Caspase-3-dependent and -independent degradation of 28 S ribosomal RNA may be involved in the inhibition of protein synthesis during apoptosis initiated by death receptor engagement.

Activation of death receptors initiates intrinsic apoptosis programs in various parts of the cell. To explore the possibility that ribosomal RNA (rRNA), essential for translation in ribosomes, is a target of pro-apoptotic proteins, rRNA was analyzed by electrophoresis in two apoptosis systems: human Jurkat cells treated with anti-Fas antibody and human U937 cells treated with tumor necrosis factor-alpha. In both systems, bands in addition to those of unmodified rRNA were detected a few hours after death receptor engagement. In both systems, the primary additional band was identical and comprised the 3'-terminal region of 28 S rRNA. The degradation of 28 S rRNA was simultaneous with protein synthesis inhibition in both systems. The caspase-3 inhibitor Z-DEVD-FMK suppressed rRNA degradation and protein synthesis inhibition in Jurkat cells but not in U937 cells.
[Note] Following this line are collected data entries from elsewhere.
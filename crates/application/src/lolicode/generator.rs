//! Script assembly.

use std::collections::HashSet;

use har2loli_domain::{
    ConfigurationError, Exchange, GenerateResult, GeneratorConfig, OrderingError, OrderingPlan,
    ScriptSettings,
};

use super::keycheck_block::{build_keycheck_block, build_status_check};
use super::order::resolve_order;
use super::parse_block::build_parse_block;
use super::request_block::build_request_block;

/// Generate a LoliCode script for the selected exchanges.
///
/// # Errors
///
/// Returns a configuration error for out-of-range or duplicate indices, and
/// an ordering error when the plan does not cover the selection.
pub fn generate_script(
    config: &GeneratorConfig,
    exchanges: &[Exchange],
    plan: &OrderingPlan,
) -> GenerateResult<String> {
    ScriptGenerator::new(config).generate(exchanges, plan)
}

/// Assembles scripts from captured exchanges and a configuration.
///
/// Holds no state between calls; one generator may be shared freely.
pub struct ScriptGenerator<'a> {
    config: &'a GeneratorConfig,
}

impl<'a> ScriptGenerator<'a> {
    /// Create a new generator over the given configuration.
    #[must_use]
    pub const fn new(config: &'a GeneratorConfig) -> Self {
        Self { config }
    }

    /// Generate the script.
    ///
    /// The settings directives come first, followed by one section per
    /// exchange in resolved order. Blocks and sections are separated by a
    /// blank line.
    ///
    /// # Errors
    ///
    /// See [`generate_script`].
    pub fn generate(&self, exchanges: &[Exchange], plan: &OrderingPlan) -> GenerateResult<String> {
        check_indices(self.config, plan, exchanges.len())?;
        let order = resolve_order(&self.config.selected_indices, plan, exchanges.len())?;

        let mut sections = Vec::with_capacity(order.len() + 1);
        sections.push(settings_directives(&self.config.settings));

        for index in order {
            let exchange = exchanges.get(index).ok_or(OrderingError::IndexOutOfRange {
                index,
                len: exchanges.len(),
            })?;
            sections.push(self.exchange_section(index, exchange));
        }

        tracing::debug!(sections = sections.len(), "assembled script");
        Ok(sections.join("\n\n"))
    }

    fn exchange_section(&self, index: usize, exchange: &Exchange) -> String {
        let mut blocks = vec![build_request_block(
            &exchange.request,
            self.config.custom_headers.get(index),
        )];

        match self.config.assertions.get(index) {
            Some(assertions) => blocks.extend(assertions.iter().map(build_keycheck_block)),
            None => blocks.push(build_status_check(exchange.response.status)),
        }

        if let Some(extractions) = self.config.extractions.get(index) {
            blocks.extend(extractions.iter().map(build_parse_block));
        }

        let before = blocks.len();
        blocks.retain(|block| !block.is_empty());
        if blocks.len() < before {
            tracing::debug!(index, omitted = before - blocks.len(), "omitted blocks of unknown kind");
        }

        blocks.join("\n\n")
    }
}

/// Renders the global settings as directive lines.
#[must_use]
pub fn settings_directives(settings: &ScriptSettings) -> String {
    let flag = |value: bool| if value { "TRUE" } else { "FALSE" };
    [
        format!("SET USEPROXY {}", flag(settings.use_proxy)),
        format!("SET FOLLOWREDIRECTS {}", flag(settings.follow_redirects)),
        format!("SET TIMEOUT {}", settings.timeout_seconds),
        format!("SET RETRYCOUNT {}", settings.retry_count),
    ]
    .join("\n")
}

fn check_indices(
    config: &GeneratorConfig,
    plan: &OrderingPlan,
    len: usize,
) -> Result<(), ConfigurationError> {
    in_range("selected_indices", config.selected_indices.iter().copied(), len)?;
    in_range("custom_headers", config.custom_headers.indices(), len)?;
    in_range("assertions", config.assertions.indices(), len)?;
    in_range("extractions", config.extractions.indices(), len)?;
    in_range("topological_order", plan.topological_order.iter().copied(), len)?;

    let mut seen = HashSet::new();
    if let Some(&index) = config.selected_indices.iter().find(|&&i| !seen.insert(i)) {
        return Err(ConfigurationError::DuplicateSelection(index));
    }

    Ok(())
}

fn in_range(
    field: &'static str,
    mut indices: impl Iterator<Item = usize>,
    len: usize,
) -> Result<(), ConfigurationError> {
    indices.find(|&index| index >= len).map_or(Ok(()), |index| {
        Err(ConfigurationError::IndexOutOfRange { field, index, len })
    })
}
Together, our data suggest that different pathways are activated in the two systems we studied, and the final steps in these pathways use very similar or identical ribonucleases to cleave 28 S rRNA. These data suggest a physiological link between rRNA degradation and inhibition of protein synthesis. In general, apoptosis execution initiated by death receptor engagement is promoted by protein synthesis inhibition. Triggered by rRNA degradation, malfunction of the protein synthesis machinery may prompt death execution.